JOHN HOGOBOOM, PLAINTIFF-RESPONDENT/ CROSS-APPELLANT,
v.
KELLY HOGOBOOM (N/K/A GRIMSLEY), DEFENDANT-APPELLANT/CROSS-RESPONDENT.



On appeal from Superior Court of New Jersey, Chancery Division-Family Part, Morris County, No. FM-99-14-1469.

The opinion of the court was delivered by: Wefing, P.J.A.D.

NOT FOR PUBLICATION WITHOUT THE APPROVAL OF THE APPELLATE DIVISION

APPROVED FOR PUBLICATION

Argued March 7, 2007

Before Judges Wefing, C.S. Fisher and Messano.

The parties appeal and cross-appeal from post-judgment orders entered by the trial court on December 20, 2005 and January 17, 2006. After reviewing the record in light of the contentions advanced on appeal, we reverse.

The parties were married in October 1988 and divorced pursuant to a judgment of divorce entered in July 1999. During the course of their marriage, the couple had four children, who now range in age from fourteen to nine. In conjunction with the divorce proceedings, the parties engaged in mediation which resulted in a comprehensive property settlement agreement. Under that agreement plaintiff agreed to pay child support of $2,405 per month and alimony of $5,100 per month. The agreement provided for a modification of those sums upon the sale of the marital residence; following that sale, plaintiff paid to defendant $56,000 per year in alimony and $26,000 per year in child support. After setting forth the formula by which that modification was to be calculated, the agreement stated, "Any subsequent change in Kelly's housing arrangements will not result in any further adjustment, upwards or downwards, in these [alimony and child support] payments."

The agreement contained the following provision with regard to plaintiff's obligation to pay alimony:

Alimony will terminate upon: (i) Kelly's death; (ii) Kelly's remarriage; or (iii) the youngest surviving child's graduation from high school or emancipation, as defined herein, whichever first occurs. Alimony will be subject to modification as otherwise prescribed by law. The parties have specifically structured alimony to terminate upon the youngest surviving child's graduation from high school or emancipation, whichever first occurs, not as a substitute for child support, but because Kelly's ability to earn her own income will markedly increase and her consequent need for alimony will decrease when she no longer has primary responsibility for caring for any of the parties' four Children. Alimony will also be reduced if and when Kelly's earned income exceeds $40,000 per annum, with the reduction being in the amount of $.30 (thirty cents) for every $1.00 Kelly earns over $40,000. Kelly will be responsible to notify Jack when her income exceeds the aforesaid $40,000 per annum and Jack may request a copy of Kelly's tax return each year in order to implement this provision. According to the record before us, defendant's income has never reached the $40,000 threshold. Plaintiff, on the other hand, is a partner in a major law firm. According to the financial information contained in the record before us, plaintiff was earning nearly $400,000 when the current dispute developed.
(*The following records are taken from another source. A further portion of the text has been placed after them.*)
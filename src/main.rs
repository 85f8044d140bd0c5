use std::path::{Path, PathBuf};
use std::process::ExitCode;
use std::sync::Arc;
use std::time::{Duration, Instant};

use clap::{Parser, Subcommand};
use tokio::sync::mpsc;
use tracing_subscriber::EnvFilter;

use hark::notify::NotifierKind;
use hark::voice::{
    AudioPlayback, CaptureSource, CpalCapture, KeywordSpotter, PlaybackSink, RETRY_BACKOFF,
    ReadOutcome, SAMPLE_RATE, samples_to_wav, sine_tone,
};
use hark::{Config, Daemon, LedNotifier, LogNotifier, StateNotifier, TcpTransport};

/// Hark - wake-word-gated voice assistant
#[derive(Parser)]
#[command(name = "hark", version, about)]
struct Cli {
    /// Increase verbosity (-v, -vv, -vvv)
    #[arg(short, long, action = clap::ArgAction::Count)]
    verbose: u8,

    /// Dialog service address (host:port)
    #[arg(long)]
    endpoint: Option<String>,

    /// Wake word model file
    #[arg(long)]
    model: Option<PathBuf>,

    /// Log state changes instead of driving LEDs
    #[arg(long)]
    no_leds: bool,

    #[command(subcommand)]
    command: Option<Command>,
}

#[derive(Subcommand)]
#[allow(clippy::enum_variant_names)]
enum Command {
    /// Test microphone input
    TestMic {
        /// Duration in seconds
        #[arg(short, long, default_value = "5")]
        duration: u64,
        /// Write the captured audio to a WAV file
        #[arg(long)]
        record: Option<PathBuf>,
    },
    /// Test speaker output
    TestSpeaker,
    /// List capture devices
    ListDevices,
}

#[tokio::main]
async fn main() -> ExitCode {
    let cli = Cli::parse();

    // Set up logging based on verbosity
    let filter = match cli.verbose {
        0 => "info,hark=info",
        1 => "info,hark=debug",
        2 => "debug",
        _ => "trace",
    };

    tracing_subscriber::fmt()
        .with_env_filter(EnvFilter::new(filter))
        .init();

    match run(cli).await {
        Ok(()) => ExitCode::SUCCESS,
        Err(e) => {
            tracing::error!("fatal: {e}");
            ExitCode::FAILURE
        }
    }
}

async fn run(cli: Cli) -> anyhow::Result<()> {
    let mut config = Config::load()?;
    if let Some(endpoint) = cli.endpoint {
        config.dialog.endpoint = endpoint;
    }
    if let Some(model) = cli.model {
        config.wake.model_path = Some(model);
    }
    if cli.no_leds {
        config.notify.kind = NotifierKind::Log;
    }

    if let Some(cmd) = cli.command {
        return match cmd {
            Command::TestMic { duration, record } => test_mic(&config, duration, record.as_deref()),
            Command::TestSpeaker => test_speaker(&config),
            Command::ListDevices => list_devices(),
        };
    }

    tracing::info!(
        endpoint = %config.dialog.endpoint,
        model = ?config.wake.model_path,
        notifier = ?config.notify.kind,
        "starting hark"
    );

    let spotter = create_spotter(&config)?;
    let capture: Arc<dyn CaptureSource> = Arc::new(CpalCapture::new(
        config.audio.capture_device.clone(),
        config.audio.chunk_frames,
    ));
    let transport = Arc::new(TcpTransport::new(config.dialog.endpoint.clone()));
    let playback = Box::new(AudioPlayback::new(config.audio.playback_device.clone()));
    let notifier: Arc<dyn StateNotifier> = match config.notify.kind {
        NotifierKind::Ubus => Arc::new(LedNotifier::start(
            config.notify.ubus_socket.clone(),
            config.notify.sounds_dir.clone(),
        )?),
        NotifierKind::Log => Arc::new(LogNotifier),
    };

    // Set up shutdown signal
    let (shutdown_tx, mut shutdown_rx) = mpsc::channel::<()>(1);
    tokio::spawn(async move {
        if tokio::signal::ctrl_c().await.is_ok() {
            let _ = shutdown_tx.send(()).await;
        }
    });

    let daemon = Daemon::new(
        capture,
        spotter,
        transport,
        playback,
        notifier,
        config.dialog.settings.clone(),
    );
    daemon.run(&mut shutdown_rx).await?;
    Ok(())
}

#[cfg(feature = "wake-word")]
fn create_spotter(config: &Config) -> anyhow::Result<KeywordSpotter> {
    let model = config.wake.model_path.as_ref().ok_or_else(|| {
        hark::Error::Config("wake word model required (--model or HARK_WAKE_MODEL)".to_string())
    })?;
    let engine = hark::voice::RustpotterEngine::new(config.wake.threshold);
    Ok(KeywordSpotter::create(&engine, model)?)
}

#[cfg(not(feature = "wake-word"))]
fn create_spotter(_config: &Config) -> anyhow::Result<KeywordSpotter> {
    Err(hark::Error::Config(
        "built without a wake word engine; rebuild with --features wake-word".to_string(),
    )
    .into())
}

/// Test microphone input with a level meter
fn test_mic(config: &Config, duration: u64, record: Option<&Path>) -> anyhow::Result<()> {
    println!("Testing microphone for {duration} seconds...");
    println!("Speak into your microphone!\n");

    let source = CpalCapture::new(config.audio.capture_device.clone(), config.audio.chunk_frames);
    let mut device = source.open()?;

    println!("Sample rate: {SAMPLE_RATE} Hz");
    println!("---");

    let mut recorded: Vec<i16> = Vec::new();
    let mut overruns = 0usize;
    let started = Instant::now();

    for i in 0..duration {
        let second_end = started + Duration::from_secs(i + 1);
        let mut sum_squares = 0.0f32;
        let mut peak = 0.0f32;
        let mut frames = 0usize;

        while Instant::now() < second_end {
            match device.read_chunk() {
                Ok(chunk) => {
                    let rms = chunk.rms();
                    #[allow(clippy::cast_precision_loss)]
                    {
                        sum_squares += rms * rms * chunk.frames() as f32;
                    }
                    frames += chunk.frames();
                    for sample in chunk.samples() {
                        peak = peak.max((f32::from(sample) / 32768.0).abs());
                        if record.is_some() {
                            recorded.push(sample);
                        }
                    }
                }
                Err(ReadOutcome::TransientRetry | ReadOutcome::SuspendedRecoverable) => {
                    std::thread::sleep(RETRY_BACKOFF);
                }
                Err(ReadOutcome::Overrun) => overruns += 1,
                Err(ReadOutcome::Fatal) => {
                    device.close();
                    anyhow::bail!("capture device failed");
                }
            }
        }

        #[allow(clippy::cast_precision_loss)]
        let energy = if frames == 0 {
            0.0
        } else {
            (sum_squares / frames as f32).sqrt()
        };

        // Visual meter
        #[allow(clippy::cast_possible_truncation, clippy::cast_sign_loss)]
        let meter_len = (energy * 100.0).min(50.0) as usize;
        let meter: String = "█".repeat(meter_len) + &" ".repeat(50 - meter_len);

        println!(
            "[{:2}s] RMS: {:.4} | Peak: {:.4} | [{}]",
            i + 1,
            energy,
            peak,
            meter
        );
    }

    device.close();

    if overruns > 0 {
        println!("\n{overruns} overrun(s): audio was dropped");
    }

    if let Some(path) = record {
        let wav = samples_to_wav(&recorded, SAMPLE_RATE)?;
        std::fs::write(path, wav)?;
        println!("\nRecorded {} samples to {}", recorded.len(), path.display());
    }

    println!("\n---");
    println!("If you saw movement in the meter, your mic is working!");
    println!("If RMS stayed near 0, check:");
    println!("  1. Is your mic plugged in?");
    println!("  2. Run: arecord -l (to list devices)");
    println!("  3. Run: hark list-devices");

    Ok(())
}

/// Test speaker output with a sine wave
fn test_speaker(config: &Config) -> anyhow::Result<()> {
    println!("Testing speaker output...");
    println!("You should hear a 440Hz tone for 2 seconds\n");

    let mut playback = AudioPlayback::new(config.audio.playback_device.clone());
    playback.start()?;
    playback.send(sine_tone(440.0, Duration::from_secs(2), 0.3))?;
    playback.drain();
    playback.stop()?;

    println!("\n---");
    println!("If you heard the tone, your speakers are working!");
    println!("If you didn't hear anything, check:");
    println!("  1. Run: aplay -l (to list devices)");
    println!("  2. Check the mixer with: alsamixer");

    Ok(())
}

fn list_devices() -> anyhow::Result<()> {
    let devices = CpalCapture::list_devices()?;
    if devices.is_empty() {
        println!("No capture devices found");
    }
    for name in devices {
        println!("{name}");
    }
    Ok(())
}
The agreement further provided that the parties would "renegotiate child support based on both parties' then current incomes every two years after [the modification based upon sale of the marital residence]." According to the record before us, the parties made no effort to renegotiate child support until the events which gave rise to the present dispute.

Following their divorce, each of the parties formed a new relationship. Plaintiff has remarried, while defendant has not. Defendant's boyfriend, however, moved into defendant's new residence in August 2003. In October 2003, plaintiff approached defendant about modifying his financial obligations, but the parties were unable to come to an agreement. In April 2004 plaintiff filed a motion seeking to terminate his obligation to pay alimony based upon defendant's cohabitation with her boyfriend, to modify his child support obligation, and for an increase in parenting time. Defendant filed a cross-motion seeking an increase in plaintiff's payments.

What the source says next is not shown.